Hereditary Leiomyomatosis and Renal Cell Cancer (HLRCC) syndrome is a rare inherited disorder that predisposes individuals to the development of cutaneous and uterine leiomyomas (smooth muscle tumors) and an aggressive form of kidney cancer known as type 2 papillary renal cell carcinoma. It follows an autosomal dominant inheritance pattern and is caused by mutations in the FH (fumarate hydratase) gene. Early diagnosis is critical, as renal tumors associated with HLRCC can be aggressive and metastasize quickly.

Causes

HLRCC is caused by mutations in the FH gene, which provides instructions for making fumarate hydratase, an enzyme involved in the citric acid (Krebs) cycle. When this enzyme is deficient due to mutation, it leads to an accumulation of fumarate, which may contribute to tumor formation through mechanisms such as impaired DNA repair, increased oxidative stress, and activation of oncogenic pathways.
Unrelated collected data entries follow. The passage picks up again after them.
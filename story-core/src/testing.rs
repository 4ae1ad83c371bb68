//! Testing utilities for the story engine.
//!
//! This module provides tools for integration testing:
//! - Node constructors and `GraphBuilder` for compact scripted graphs
//! - `MockSource` for deterministic loading without network calls
//! - `TestHarness` for stepping through scenarios without timers
//! - Assertion helpers for verifying navigation state

use crate::identity::UserId;
use crate::loader::GraphSource;
use crate::navigation::{NavError, NavigationEngine, Settled};
use crate::position::{MemoryPositionStore, PositionStore};
use async_trait::async_trait;
use std::env;
use std::sync::atomic::{AtomicUsize, Ordering};
use std::sync::{Arc, Once};
use std::time::Duration;
use storybot::{Answer, FinalVariant, GraphPayload, NodeId, Question, QuestionButton};
use tracing_subscriber::{fmt, prelude::*, EnvFilter};

static TEST_LOGGING: Once = Once::new();

/// Install a test log subscriber once per process.
///
/// Honors `RUST_LOG`; defaults to `debug` for this crate.
pub fn init_test_logging() {
    TEST_LOGGING.call_once(|| {
        let filter = env::var("RUST_LOG")
            .ok()
            .and_then(|spec| EnvFilter::try_new(spec).ok())
            .unwrap_or_else(|| EnvFilter::new("story_core=debug"));

        let subscriber = tracing_subscriber::registry().with(
            fmt::layer()
                .with_test_writer()
                .with_target(true)
                .with_filter(filter),
        );

        if tracing::dispatcher::has_been_set() {
            return;
        }
        if let Err(e) = subscriber.try_init() {
            eprintln!("Failed to set up test logging: {e}");
        }
    });
}

// ============================================================================
// Node constructors
// ============================================================================

/// A plain question with numeric id.
pub fn question(id: i64, order: Option<i64>) -> Question {
    Question {
        id: NodeId::Number(id),
        text: format!("Question {id}"),
        audio: None,
        picture: None,
        order,
        is_final: false,
        buttons: Vec::new(),
    }
}

/// An answer of `question_id`; `next == None` is the terminal edge.
pub fn answer(id: i64, question_id: i64, next: Option<i64>) -> Answer {
    Answer {
        id: NodeId::Number(id),
        question_id: NodeId::Number(question_id),
        text: format!("Answer {id}"),
        next_question_id: next.map(NodeId::Number),
        logo: None,
        send_variants: None,
    }
}

pub fn final_variant(id: i64, order: Option<i64>, text: &str) -> FinalVariant {
    FinalVariant {
        id: NodeId::Number(id),
        text: text.to_string(),
        audio: None,
        picture: None,
        order,
    }
}

/// Fluent builder for scripted graph payloads.
#[derive(Debug, Clone, Default)]
pub struct GraphBuilder {
    payload: GraphPayload,
}

impl GraphBuilder {
    pub fn new() -> Self {
        Self::default()
    }

    pub fn question(mut self, id: i64, order: Option<i64>) -> Self {
        self.payload.questions.push(question(id, order));
        self
    }

    pub fn question_with_text(mut self, id: i64, order: Option<i64>, text: &str) -> Self {
        let mut q = question(id, order);
        q.text = text.to_string();
        self.payload.questions.push(q);
        self
    }

    /// A question flagged `final`, i.e. a terminal screen.
    pub fn final_question(mut self, id: i64, order: Option<i64>) -> Self {
        let mut q = question(id, order);
        q.is_final = true;
        self.payload.questions.push(q);
        self
    }

    /// Add an action button to an already added question.
    pub fn button(mut self, question_id: i64, id: i64, text: &str, url: Option<&str>) -> Self {
        if let Some(q) = self.find_mut(question_id) {
            q.buttons.push(QuestionButton {
                id: NodeId::Number(id),
                text: text.to_string(),
                url: url.map(str::to_string),
                logo: None,
            });
        }
        self
    }

    /// Set the picture of an already added question.
    pub fn picture(mut self, question_id: i64, path: &str) -> Self {
        if let Some(q) = self.find_mut(question_id) {
            q.picture = Some(path.to_string());
        }
        self
    }

    pub fn answer(mut self, id: i64, question_id: i64, next: Option<i64>) -> Self {
        self.payload.answers.push(answer(id, question_id, next));
        self
    }

    pub fn final_variant(mut self, id: i64, order: Option<i64>, text: &str) -> Self {
        self.payload
            .final_variants
            .push(final_variant(id, order, text));
        self
    }

    pub fn build(self) -> GraphPayload {
        self.payload
    }

    fn find_mut(&mut self, question_id: i64) -> Option<&mut Question> {
        let id = NodeId::Number(question_id);
        self.payload.questions.iter_mut().find(|q| q.id == id)
    }
}

/// One question whose only answer is the terminal edge, two final slides
/// listed out of order, and the result node.
pub fn final_flow_graph() -> GraphPayload {
    GraphBuilder::new()
        .question(1, Some(1))
        .question(99, Some(crate::graph::RESULT_NODE_ORDER))
        .answer(10, 1, None)
        .answer(990, 99, Some(1))
        .final_variant(101, Some(2), "B")
        .final_variant(100, Some(1), "A")
        .build()
}

// ============================================================================
// Mock graph source
// ============================================================================

#[derive(Debug, Clone)]
enum MockReply {
    Graph(GraphPayload),
    Fail(String),
}

/// A graph source that returns a scripted reply.
#[derive(Debug, Clone)]
pub struct MockSource {
    reply: MockReply,
    delay: Option<Duration>,
    fetches: Arc<AtomicUsize>,
}

impl MockSource {
    /// Always return this graph.
    pub fn new(payload: GraphPayload) -> Self {
        Self {
            reply: MockReply::Graph(payload),
            delay: None,
            fetches: Arc::new(AtomicUsize::new(0)),
        }
    }

    /// Always fail with a network error.
    pub fn failing(message: impl Into<String>) -> Self {
        Self {
            reply: MockReply::Fail(message.into()),
            delay: None,
            fetches: Arc::new(AtomicUsize::new(0)),
        }
    }

    /// Sleep before replying, so a test can act while the fetch is in flight.
    pub fn with_delay(mut self, delay: Duration) -> Self {
        self.delay = Some(delay);
        self
    }

    /// Number of fetches made so far, shared across clones.
    pub fn fetch_count(&self) -> usize {
        self.fetches.load(Ordering::SeqCst)
    }
}

#[async_trait]
impl GraphSource for MockSource {
    async fn fetch(&self, _user_id: &UserId) -> Result<GraphPayload, storybot::Error> {
        self.fetches.fetch_add(1, Ordering::SeqCst);
        if let Some(delay) = self.delay {
            tokio::time::sleep(delay).await;
        }

        match &self.reply {
            MockReply::Graph(payload) => Ok(payload.clone()),
            MockReply::Fail(message) => Err(storybot::Error::Network(message.clone())),
        }
    }
}

// ============================================================================
// Harness
// ============================================================================

/// Synchronous scenario driver: every request settles immediately.
pub struct TestHarness {
    pub engine: NavigationEngine<MemoryPositionStore>,
}

impl TestHarness {
    /// Install `payload` with no persisted position.
    pub fn new(payload: GraphPayload) -> Self {
        Self::with_store(payload, MemoryPositionStore::new())
    }

    /// Install `payload` as if the page had been reloaded at `position`.
    pub fn resumed(payload: GraphPayload, position: impl ToString) -> Self {
        Self::with_store(payload, MemoryPositionStore::with_position(position))
    }

    fn with_store(payload: GraphPayload, store: MemoryPositionStore) -> Self {
        let mut engine = NavigationEngine::new(store);
        let resume = engine.position_store().load();
        engine.install(payload, resume.as_deref());
        Self { engine }
    }

    /// Select an answer by numeric id and settle.
    pub fn choose(&mut self, answer_id: i64) -> Result<Settled, NavError> {
        self.engine.select_answer(&NodeId::Number(answer_id))?;
        Ok(self.engine.settle())
    }

    /// Take the single "continue" answer and settle.
    pub fn continue_on(&mut self) -> Result<Settled, NavError> {
        self.engine.select_continue()?;
        Ok(self.engine.settle())
    }

    pub fn restart(&mut self) -> Result<Settled, NavError> {
        self.engine.restart()?;
        Ok(self.engine.settle())
    }

    pub fn advance(&mut self) -> Result<Settled, NavError> {
        self.engine.advance_final()
    }

    pub fn current_id(&self) -> Option<NodeId> {
        self.engine.current_question_id().cloned()
    }

    /// The persisted position, as a reload would read it.
    pub fn persisted(&self) -> Option<String> {
        self.engine.position_store().load()
    }

    pub fn final_text(&self) -> Option<&str> {
        self.engine.current_final_slide().map(|v| v.text.as_str())
    }

    pub fn answer_ids(&self) -> Vec<NodeId> {
        self.engine
            .current_answers()
            .iter()
            .map(|a| a.id.clone())
            .collect()
    }
}

// ============================================================================
// Assertion Helpers
// ============================================================================

/// Assert the cursor is at the given question and not in the final sequence.
#[track_caller]
pub fn assert_at(harness: &TestHarness, question_id: i64) {
    assert!(
        !harness.engine.is_final_flow(),
        "Expected to be at question {question_id}, but in the final sequence"
    );
    assert_eq!(
        harness.current_id(),
        Some(NodeId::Number(question_id)),
        "Expected cursor at question {question_id}"
    );
}

/// Assert the final sequence is showing the slide with this text.
#[track_caller]
pub fn assert_final_slide(harness: &TestHarness, text: &str) {
    assert_eq!(
        harness.final_text(),
        Some(text),
        "Expected final slide '{text}'"
    );
}

/// Assert the persisted position.
#[track_caller]
pub fn assert_persisted(harness: &TestHarness, question_id: i64) {
    assert_eq!(
        harness.persisted(),
        Some(question_id.to_string()),
        "Expected position {question_id} to be persisted"
    );
}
The condition is inherited in an autosomal dominant pattern, meaning only one altered copy of the gene is sufficient to cause the syndrome.

Symptoms

The clinical features of HLRCC can vary but typically include the following:

• Cutaneous leiomyomas: Painful, skin-colored or reddish papules or nodules, often appearing on the trunk or limbs

• Uterine leiomyomas (fibroids): Common in affected females, often large, numerous, and appearing at a younger age than typical fibroids; may lead to abnormal uterine bleeding, pelvic pain, or infertility

• Renal cell carcinoma: Usually a solitary, unilateral tumor; often type 2 papillary renal cell carcinoma, which is aggressive and may metastasize early

Less commonly, individuals may experience symptoms such as hematuria (blood in the urine), flank pain, or a palpable abdominal mass due to kidney involvement.

Diagnosis

Diagnosis of HLRCC is based on clinical features, family history, and genetic testing. Diagnostic steps include:

• Physical examination: Evaluation of skin lesions and uterine symptoms

• Imaging: MRI or CT scans to detect renal tumors

• Skin biopsy: Histological confirmation of cutaneous leiomyomas

• Genetic testing: Identification of pathogenic variants in the FH gene confirms the diagnosis

• Family history assessment: May reveal a pattern of early-onset uterine fibroids or kidney cancer

Screening of at-risk family members is recommended if a mutation is identified in a proband.

Treatment

Treatment for HLRCC focuses on managing symptoms and early detection of renal cancer. Management strategies include:

• Cutaneous leiomyomas: May be treated with pain management, surgical excision, or laser therapy

• Uterine fibroids: Options include hormonal therapy, myomectomy, or hysterectomy for symptom relief

• Renal tumors: Surgical resection (partial or radical nephrectomy) is the preferred treatment; early and aggressive intervention is critical due to high metastatic potential

• Surveillance: Regular renal imaging (e.g., annual MRI starting in childhood or adolescence) for early detection of kidney tumors

• Genetic counseling: Essential for affected individuals and at-risk family members

Prognosis

The prognosis for individuals with HLRCC depends on the presence and early detection of renal cell carcinoma. While cutaneous and uterine leiomyomas are benign and manageable, the kidney tumors associated with this syndrome are often aggressive and may metastasize early. With regular surveillance and early surgical treatment, the outlook can be improved. Lifelong monitoring and personalized care are necessary to reduce cancer-related risks and improve long-term outcomes.